Recorded information
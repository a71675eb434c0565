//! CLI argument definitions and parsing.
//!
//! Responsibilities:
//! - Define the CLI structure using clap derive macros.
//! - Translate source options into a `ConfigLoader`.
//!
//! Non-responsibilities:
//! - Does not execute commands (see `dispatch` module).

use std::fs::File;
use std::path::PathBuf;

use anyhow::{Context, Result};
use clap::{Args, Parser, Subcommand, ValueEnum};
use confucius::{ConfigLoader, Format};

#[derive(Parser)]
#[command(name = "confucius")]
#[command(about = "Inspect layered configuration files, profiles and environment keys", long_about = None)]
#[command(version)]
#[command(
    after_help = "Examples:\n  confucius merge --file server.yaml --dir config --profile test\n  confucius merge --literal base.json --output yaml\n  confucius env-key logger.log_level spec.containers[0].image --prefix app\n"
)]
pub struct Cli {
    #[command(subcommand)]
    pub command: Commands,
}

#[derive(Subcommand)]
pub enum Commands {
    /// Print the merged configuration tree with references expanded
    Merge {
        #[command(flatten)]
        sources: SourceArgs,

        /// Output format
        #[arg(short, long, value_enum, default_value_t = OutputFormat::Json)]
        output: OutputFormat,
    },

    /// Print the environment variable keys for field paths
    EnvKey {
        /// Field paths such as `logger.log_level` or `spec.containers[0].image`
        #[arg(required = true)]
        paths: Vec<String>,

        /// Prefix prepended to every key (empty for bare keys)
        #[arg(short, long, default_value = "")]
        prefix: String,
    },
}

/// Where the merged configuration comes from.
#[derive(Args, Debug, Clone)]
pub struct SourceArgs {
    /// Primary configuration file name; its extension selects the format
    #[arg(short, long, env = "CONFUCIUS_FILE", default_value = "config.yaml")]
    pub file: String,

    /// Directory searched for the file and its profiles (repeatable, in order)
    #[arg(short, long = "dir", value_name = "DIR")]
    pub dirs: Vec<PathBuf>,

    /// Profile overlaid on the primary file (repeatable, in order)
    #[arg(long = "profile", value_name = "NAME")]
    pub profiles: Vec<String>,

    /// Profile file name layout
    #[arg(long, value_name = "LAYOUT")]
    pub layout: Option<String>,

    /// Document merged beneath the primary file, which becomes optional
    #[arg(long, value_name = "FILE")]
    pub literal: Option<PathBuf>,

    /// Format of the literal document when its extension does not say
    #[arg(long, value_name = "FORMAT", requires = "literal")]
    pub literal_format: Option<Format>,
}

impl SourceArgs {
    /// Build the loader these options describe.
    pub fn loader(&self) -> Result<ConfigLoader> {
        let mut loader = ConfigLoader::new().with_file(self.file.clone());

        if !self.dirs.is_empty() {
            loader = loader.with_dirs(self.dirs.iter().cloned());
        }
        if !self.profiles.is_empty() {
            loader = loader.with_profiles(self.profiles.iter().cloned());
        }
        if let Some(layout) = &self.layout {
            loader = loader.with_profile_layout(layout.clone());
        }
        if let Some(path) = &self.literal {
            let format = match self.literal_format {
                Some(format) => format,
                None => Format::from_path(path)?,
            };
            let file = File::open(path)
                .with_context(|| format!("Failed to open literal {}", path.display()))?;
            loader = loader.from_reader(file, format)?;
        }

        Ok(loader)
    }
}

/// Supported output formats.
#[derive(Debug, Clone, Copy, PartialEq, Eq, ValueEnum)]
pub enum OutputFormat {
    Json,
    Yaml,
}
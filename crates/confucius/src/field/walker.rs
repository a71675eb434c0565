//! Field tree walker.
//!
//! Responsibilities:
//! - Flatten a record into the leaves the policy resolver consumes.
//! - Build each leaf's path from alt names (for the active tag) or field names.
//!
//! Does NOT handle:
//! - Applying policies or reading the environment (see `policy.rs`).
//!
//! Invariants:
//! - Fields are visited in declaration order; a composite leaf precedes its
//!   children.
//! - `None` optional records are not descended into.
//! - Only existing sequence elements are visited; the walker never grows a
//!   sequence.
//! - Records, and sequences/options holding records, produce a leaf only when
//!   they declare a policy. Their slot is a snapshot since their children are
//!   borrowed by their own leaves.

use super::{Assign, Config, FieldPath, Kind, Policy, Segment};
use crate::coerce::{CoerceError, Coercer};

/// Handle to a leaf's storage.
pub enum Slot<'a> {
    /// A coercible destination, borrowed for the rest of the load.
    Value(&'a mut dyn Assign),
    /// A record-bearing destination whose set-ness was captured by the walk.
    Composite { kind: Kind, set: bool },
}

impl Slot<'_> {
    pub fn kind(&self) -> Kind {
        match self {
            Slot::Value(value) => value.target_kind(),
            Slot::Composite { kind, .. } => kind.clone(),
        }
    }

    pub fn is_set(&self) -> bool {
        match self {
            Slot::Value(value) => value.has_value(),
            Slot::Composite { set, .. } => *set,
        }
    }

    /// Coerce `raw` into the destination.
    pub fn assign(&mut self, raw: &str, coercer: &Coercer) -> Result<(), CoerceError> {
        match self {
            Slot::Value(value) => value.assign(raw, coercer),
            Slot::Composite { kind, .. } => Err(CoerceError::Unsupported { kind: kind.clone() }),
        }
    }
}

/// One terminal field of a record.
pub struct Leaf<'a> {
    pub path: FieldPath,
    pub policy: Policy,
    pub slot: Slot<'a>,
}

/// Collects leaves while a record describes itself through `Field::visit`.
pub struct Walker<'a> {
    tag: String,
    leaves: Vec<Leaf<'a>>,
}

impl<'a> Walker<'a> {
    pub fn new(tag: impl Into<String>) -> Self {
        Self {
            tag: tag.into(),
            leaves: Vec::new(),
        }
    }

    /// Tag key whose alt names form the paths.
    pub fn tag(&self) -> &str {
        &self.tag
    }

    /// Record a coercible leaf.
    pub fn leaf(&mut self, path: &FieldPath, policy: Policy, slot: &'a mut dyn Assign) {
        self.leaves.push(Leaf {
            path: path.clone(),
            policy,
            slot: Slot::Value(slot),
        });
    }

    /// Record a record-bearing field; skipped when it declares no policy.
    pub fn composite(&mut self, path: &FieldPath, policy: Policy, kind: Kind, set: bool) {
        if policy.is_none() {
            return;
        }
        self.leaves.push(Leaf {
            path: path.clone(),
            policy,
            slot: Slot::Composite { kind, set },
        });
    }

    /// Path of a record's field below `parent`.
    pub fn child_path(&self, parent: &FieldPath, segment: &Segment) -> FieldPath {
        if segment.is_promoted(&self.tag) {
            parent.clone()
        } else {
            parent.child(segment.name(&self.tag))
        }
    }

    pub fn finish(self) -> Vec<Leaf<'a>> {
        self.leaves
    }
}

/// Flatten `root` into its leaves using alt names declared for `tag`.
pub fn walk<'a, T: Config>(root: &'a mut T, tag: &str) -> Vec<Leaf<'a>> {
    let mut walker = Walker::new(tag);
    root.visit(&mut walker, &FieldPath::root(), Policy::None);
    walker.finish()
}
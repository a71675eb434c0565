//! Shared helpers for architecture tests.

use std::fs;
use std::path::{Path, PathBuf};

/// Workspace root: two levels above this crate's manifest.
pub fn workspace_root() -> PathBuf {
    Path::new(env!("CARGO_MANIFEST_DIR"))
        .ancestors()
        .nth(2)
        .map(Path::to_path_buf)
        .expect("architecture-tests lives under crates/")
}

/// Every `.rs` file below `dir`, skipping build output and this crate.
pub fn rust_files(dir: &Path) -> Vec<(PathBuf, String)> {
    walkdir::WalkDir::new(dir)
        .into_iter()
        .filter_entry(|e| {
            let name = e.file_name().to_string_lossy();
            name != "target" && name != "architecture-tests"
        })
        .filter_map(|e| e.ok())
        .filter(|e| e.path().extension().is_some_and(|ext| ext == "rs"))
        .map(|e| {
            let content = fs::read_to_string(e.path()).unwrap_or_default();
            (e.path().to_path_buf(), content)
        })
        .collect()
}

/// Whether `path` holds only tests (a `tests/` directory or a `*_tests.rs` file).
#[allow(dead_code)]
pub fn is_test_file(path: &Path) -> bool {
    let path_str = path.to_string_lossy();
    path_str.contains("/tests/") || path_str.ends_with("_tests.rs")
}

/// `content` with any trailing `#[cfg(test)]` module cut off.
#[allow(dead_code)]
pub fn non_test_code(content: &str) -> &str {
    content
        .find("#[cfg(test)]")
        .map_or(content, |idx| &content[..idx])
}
--
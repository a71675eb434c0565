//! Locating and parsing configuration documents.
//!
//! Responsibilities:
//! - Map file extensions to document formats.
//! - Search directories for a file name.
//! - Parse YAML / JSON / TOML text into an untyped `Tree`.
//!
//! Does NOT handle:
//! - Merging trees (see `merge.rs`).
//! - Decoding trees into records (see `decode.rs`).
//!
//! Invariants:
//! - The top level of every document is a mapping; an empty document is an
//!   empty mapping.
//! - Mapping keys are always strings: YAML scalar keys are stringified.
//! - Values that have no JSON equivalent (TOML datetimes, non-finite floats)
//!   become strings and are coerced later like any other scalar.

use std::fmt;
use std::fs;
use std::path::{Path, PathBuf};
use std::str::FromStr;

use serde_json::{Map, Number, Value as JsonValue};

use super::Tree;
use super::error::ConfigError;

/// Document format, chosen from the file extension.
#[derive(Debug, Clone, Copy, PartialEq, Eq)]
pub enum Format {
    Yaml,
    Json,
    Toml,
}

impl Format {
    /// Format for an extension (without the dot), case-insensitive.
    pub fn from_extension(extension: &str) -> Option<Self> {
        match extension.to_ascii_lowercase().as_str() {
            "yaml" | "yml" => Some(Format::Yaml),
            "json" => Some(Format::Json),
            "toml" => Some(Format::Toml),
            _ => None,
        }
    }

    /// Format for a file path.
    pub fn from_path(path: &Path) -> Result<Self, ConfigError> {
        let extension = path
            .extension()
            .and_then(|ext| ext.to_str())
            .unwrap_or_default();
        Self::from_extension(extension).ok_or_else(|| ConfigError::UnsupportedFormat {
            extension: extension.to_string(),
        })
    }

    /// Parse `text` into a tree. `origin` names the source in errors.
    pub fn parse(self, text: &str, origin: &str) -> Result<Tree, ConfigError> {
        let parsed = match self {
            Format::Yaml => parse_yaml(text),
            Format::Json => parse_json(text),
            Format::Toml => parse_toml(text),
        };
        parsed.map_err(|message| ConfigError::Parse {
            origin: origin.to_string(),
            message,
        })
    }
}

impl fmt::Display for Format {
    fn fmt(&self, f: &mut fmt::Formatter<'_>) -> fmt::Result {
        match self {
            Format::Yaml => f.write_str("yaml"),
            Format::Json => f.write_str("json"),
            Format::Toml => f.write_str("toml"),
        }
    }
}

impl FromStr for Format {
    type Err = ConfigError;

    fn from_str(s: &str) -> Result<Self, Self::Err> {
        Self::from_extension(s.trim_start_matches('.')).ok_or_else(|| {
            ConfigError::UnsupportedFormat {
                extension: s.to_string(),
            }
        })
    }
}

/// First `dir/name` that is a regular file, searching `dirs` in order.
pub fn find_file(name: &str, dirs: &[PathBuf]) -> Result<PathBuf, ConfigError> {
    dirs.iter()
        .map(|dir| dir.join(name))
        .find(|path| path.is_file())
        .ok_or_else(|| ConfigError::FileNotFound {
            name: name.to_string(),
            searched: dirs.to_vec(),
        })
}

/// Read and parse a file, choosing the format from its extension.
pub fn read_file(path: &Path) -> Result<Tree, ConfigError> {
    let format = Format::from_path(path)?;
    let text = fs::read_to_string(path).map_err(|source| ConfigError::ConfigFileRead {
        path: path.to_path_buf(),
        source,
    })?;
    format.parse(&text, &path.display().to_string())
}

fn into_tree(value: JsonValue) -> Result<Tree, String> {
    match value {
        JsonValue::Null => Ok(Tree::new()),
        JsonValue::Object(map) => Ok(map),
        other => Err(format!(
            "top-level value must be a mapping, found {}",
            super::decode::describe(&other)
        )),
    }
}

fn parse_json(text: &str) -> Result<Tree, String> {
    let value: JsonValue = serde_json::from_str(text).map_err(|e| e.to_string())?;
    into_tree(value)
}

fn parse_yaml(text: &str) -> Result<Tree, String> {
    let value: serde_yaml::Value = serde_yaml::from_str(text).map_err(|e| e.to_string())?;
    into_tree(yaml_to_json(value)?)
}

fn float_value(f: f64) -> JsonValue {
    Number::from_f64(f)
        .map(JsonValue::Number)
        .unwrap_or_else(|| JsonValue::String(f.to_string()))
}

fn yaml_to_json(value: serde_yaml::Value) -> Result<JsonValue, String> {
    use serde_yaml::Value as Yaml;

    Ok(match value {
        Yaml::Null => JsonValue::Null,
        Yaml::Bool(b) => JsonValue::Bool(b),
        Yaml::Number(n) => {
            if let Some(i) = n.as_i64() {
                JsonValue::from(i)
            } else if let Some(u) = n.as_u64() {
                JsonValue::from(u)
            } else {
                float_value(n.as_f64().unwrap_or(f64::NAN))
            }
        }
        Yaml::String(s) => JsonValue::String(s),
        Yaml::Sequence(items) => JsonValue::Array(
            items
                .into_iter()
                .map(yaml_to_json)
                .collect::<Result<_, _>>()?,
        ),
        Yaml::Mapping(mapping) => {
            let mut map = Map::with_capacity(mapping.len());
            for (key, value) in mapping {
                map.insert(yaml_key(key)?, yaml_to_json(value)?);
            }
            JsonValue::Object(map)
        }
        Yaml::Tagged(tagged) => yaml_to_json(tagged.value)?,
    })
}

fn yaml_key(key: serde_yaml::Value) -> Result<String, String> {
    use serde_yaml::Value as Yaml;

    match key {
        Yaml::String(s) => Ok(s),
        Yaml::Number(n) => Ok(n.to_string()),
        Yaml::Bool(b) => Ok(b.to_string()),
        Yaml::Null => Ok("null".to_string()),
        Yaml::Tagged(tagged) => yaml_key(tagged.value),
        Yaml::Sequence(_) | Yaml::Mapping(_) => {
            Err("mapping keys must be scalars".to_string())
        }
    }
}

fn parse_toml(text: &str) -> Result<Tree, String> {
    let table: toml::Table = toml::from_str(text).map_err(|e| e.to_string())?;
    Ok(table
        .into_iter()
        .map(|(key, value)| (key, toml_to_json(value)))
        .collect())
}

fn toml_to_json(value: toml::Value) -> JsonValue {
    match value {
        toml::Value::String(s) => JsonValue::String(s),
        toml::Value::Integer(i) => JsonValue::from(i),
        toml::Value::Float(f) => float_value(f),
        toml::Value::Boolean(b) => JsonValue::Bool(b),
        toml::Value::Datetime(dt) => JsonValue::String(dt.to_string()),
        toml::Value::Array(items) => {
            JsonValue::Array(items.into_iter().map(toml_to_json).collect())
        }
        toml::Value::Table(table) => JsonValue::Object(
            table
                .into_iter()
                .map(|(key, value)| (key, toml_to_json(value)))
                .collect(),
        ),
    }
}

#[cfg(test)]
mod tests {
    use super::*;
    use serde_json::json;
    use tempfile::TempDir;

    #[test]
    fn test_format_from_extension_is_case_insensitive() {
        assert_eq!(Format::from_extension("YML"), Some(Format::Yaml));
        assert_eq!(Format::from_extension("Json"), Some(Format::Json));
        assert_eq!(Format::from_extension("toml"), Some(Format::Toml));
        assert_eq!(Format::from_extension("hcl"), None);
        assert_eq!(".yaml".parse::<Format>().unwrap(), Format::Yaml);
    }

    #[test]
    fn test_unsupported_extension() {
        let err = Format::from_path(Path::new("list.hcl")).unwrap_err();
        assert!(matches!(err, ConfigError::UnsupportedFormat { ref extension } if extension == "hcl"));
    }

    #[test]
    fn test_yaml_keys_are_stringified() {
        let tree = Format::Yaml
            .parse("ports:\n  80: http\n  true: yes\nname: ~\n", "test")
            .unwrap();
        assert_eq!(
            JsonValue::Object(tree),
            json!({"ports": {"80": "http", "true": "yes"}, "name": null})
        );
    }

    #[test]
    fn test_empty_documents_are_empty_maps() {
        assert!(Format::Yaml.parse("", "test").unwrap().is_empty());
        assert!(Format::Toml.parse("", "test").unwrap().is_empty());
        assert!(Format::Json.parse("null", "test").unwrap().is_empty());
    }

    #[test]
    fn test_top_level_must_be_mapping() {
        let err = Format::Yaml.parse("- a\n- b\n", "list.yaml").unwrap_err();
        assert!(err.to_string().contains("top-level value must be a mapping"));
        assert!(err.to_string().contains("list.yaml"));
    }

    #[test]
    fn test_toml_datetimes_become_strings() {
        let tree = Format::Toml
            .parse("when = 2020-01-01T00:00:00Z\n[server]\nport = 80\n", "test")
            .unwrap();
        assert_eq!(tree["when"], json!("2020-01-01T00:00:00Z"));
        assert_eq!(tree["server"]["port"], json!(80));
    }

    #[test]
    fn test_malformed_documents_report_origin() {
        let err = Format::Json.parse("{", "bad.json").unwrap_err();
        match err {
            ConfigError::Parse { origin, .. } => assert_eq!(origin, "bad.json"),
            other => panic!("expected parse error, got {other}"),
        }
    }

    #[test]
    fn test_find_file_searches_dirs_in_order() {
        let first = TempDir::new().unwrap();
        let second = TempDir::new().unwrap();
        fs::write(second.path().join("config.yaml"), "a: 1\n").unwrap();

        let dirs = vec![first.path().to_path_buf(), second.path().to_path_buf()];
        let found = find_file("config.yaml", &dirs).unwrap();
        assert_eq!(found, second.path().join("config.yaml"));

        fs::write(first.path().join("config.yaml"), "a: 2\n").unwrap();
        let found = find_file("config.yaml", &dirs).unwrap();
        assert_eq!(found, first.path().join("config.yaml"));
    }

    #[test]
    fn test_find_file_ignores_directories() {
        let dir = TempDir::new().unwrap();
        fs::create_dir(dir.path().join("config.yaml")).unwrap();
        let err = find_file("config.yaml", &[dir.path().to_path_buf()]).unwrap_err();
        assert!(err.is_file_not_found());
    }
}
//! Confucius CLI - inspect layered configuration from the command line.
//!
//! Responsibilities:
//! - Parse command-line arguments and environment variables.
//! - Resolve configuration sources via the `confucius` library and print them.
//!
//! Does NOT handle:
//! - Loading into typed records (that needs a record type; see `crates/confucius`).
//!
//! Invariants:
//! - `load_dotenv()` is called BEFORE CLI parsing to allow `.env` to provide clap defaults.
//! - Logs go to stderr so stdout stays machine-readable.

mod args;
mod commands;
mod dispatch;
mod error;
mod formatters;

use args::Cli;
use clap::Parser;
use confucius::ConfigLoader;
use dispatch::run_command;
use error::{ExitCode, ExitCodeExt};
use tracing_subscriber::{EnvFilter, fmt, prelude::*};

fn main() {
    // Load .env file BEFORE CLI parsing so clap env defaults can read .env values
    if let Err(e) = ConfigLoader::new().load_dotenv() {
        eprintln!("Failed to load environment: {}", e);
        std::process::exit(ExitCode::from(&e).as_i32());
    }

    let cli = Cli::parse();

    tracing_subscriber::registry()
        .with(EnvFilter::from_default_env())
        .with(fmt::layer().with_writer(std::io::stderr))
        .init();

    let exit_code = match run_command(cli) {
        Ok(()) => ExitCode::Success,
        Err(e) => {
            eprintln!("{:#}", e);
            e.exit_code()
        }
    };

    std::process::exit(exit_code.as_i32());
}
---
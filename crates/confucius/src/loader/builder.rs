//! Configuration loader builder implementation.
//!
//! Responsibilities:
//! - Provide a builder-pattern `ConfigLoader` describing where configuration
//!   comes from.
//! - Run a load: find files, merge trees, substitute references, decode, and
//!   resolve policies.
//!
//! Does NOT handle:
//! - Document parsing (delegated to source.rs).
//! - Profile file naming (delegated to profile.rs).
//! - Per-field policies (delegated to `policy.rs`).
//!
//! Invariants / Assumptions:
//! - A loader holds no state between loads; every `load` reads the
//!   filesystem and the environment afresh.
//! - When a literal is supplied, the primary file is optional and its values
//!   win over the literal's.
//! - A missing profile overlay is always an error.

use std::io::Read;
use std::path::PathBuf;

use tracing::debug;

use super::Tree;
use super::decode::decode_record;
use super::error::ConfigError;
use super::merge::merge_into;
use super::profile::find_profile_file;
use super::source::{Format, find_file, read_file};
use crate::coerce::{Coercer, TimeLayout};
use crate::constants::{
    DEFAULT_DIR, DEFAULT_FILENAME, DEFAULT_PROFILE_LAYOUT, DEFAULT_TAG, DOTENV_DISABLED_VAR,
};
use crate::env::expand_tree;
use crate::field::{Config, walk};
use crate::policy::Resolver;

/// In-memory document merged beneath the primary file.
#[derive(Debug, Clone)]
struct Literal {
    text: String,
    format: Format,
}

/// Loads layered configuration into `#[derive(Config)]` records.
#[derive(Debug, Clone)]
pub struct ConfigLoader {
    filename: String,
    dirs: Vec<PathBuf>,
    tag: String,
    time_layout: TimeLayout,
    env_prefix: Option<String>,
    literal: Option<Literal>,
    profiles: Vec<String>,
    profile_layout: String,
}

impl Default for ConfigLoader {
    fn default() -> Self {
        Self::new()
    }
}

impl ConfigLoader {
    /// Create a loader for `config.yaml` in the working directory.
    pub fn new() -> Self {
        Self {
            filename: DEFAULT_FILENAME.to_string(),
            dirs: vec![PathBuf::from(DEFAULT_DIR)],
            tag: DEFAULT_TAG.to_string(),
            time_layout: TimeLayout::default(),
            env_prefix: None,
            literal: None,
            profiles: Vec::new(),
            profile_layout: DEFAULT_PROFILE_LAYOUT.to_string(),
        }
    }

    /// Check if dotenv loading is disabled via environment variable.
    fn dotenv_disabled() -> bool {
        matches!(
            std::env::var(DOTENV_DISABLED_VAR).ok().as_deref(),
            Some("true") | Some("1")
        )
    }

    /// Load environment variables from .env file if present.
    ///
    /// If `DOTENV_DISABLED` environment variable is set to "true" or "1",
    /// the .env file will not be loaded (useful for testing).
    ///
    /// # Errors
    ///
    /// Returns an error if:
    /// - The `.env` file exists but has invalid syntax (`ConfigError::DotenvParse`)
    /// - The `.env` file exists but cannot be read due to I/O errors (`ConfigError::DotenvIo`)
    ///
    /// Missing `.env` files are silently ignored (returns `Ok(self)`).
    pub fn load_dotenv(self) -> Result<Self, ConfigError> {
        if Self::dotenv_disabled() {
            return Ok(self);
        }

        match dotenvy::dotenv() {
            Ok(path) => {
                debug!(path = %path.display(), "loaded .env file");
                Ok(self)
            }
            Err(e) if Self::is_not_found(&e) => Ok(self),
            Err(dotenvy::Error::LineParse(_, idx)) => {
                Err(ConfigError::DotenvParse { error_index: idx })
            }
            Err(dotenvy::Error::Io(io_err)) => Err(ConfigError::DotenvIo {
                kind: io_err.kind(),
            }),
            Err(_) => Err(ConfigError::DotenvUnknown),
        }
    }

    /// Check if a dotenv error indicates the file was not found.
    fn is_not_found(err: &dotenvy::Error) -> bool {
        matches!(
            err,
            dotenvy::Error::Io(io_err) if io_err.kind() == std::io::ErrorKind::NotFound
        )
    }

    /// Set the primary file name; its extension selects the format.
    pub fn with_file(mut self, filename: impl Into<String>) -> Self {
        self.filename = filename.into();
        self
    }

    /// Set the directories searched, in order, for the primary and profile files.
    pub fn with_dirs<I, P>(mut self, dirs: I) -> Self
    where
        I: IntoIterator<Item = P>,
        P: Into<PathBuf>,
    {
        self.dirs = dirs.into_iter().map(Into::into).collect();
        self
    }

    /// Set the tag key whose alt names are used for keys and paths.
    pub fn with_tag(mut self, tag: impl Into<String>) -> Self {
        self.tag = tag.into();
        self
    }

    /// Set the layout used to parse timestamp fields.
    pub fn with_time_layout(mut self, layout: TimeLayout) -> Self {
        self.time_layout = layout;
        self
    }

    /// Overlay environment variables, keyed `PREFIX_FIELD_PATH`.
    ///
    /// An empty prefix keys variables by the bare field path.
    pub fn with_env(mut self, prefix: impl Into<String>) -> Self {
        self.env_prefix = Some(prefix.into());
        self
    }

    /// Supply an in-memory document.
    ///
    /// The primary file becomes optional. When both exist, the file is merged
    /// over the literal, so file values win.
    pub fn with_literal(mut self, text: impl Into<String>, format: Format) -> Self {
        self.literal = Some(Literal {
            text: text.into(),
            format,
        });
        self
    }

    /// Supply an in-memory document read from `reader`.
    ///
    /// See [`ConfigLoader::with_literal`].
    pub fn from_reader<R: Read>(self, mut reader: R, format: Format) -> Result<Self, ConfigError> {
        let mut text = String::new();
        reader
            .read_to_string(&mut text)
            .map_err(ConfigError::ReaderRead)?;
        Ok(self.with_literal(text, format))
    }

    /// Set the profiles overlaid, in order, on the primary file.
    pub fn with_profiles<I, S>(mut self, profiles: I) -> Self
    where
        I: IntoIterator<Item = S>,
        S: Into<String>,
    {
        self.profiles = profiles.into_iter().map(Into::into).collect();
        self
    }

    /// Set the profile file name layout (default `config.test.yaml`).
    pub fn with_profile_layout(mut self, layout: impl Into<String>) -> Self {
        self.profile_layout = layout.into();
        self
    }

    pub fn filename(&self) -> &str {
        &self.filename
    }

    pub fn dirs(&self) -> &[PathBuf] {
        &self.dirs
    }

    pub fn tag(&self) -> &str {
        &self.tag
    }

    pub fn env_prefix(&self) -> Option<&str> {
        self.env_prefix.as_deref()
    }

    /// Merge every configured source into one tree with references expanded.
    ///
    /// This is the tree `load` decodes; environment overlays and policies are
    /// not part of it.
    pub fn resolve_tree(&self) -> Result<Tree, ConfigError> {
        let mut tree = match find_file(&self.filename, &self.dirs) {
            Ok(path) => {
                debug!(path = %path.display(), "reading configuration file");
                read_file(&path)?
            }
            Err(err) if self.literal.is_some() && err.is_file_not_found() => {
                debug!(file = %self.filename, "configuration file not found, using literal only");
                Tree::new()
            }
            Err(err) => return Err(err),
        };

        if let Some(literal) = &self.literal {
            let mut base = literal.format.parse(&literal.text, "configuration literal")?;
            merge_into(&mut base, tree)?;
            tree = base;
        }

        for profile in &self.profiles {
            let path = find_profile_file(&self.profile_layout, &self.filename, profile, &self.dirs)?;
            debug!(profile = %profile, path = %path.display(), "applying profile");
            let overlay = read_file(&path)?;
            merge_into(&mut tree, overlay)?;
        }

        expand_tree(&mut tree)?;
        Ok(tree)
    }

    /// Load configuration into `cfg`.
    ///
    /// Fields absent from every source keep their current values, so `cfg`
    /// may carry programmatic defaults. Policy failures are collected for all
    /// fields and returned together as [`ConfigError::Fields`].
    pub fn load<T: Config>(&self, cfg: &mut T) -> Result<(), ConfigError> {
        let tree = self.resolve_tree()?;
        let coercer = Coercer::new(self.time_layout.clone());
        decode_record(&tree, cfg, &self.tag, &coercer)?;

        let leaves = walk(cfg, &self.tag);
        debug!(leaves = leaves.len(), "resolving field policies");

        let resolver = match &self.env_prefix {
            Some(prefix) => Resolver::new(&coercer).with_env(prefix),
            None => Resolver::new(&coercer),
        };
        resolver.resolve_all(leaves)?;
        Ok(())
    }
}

Task brief
Within the listing above, how many lines contain "image"? Please respond with the number and nothing else.

Answer to this task
2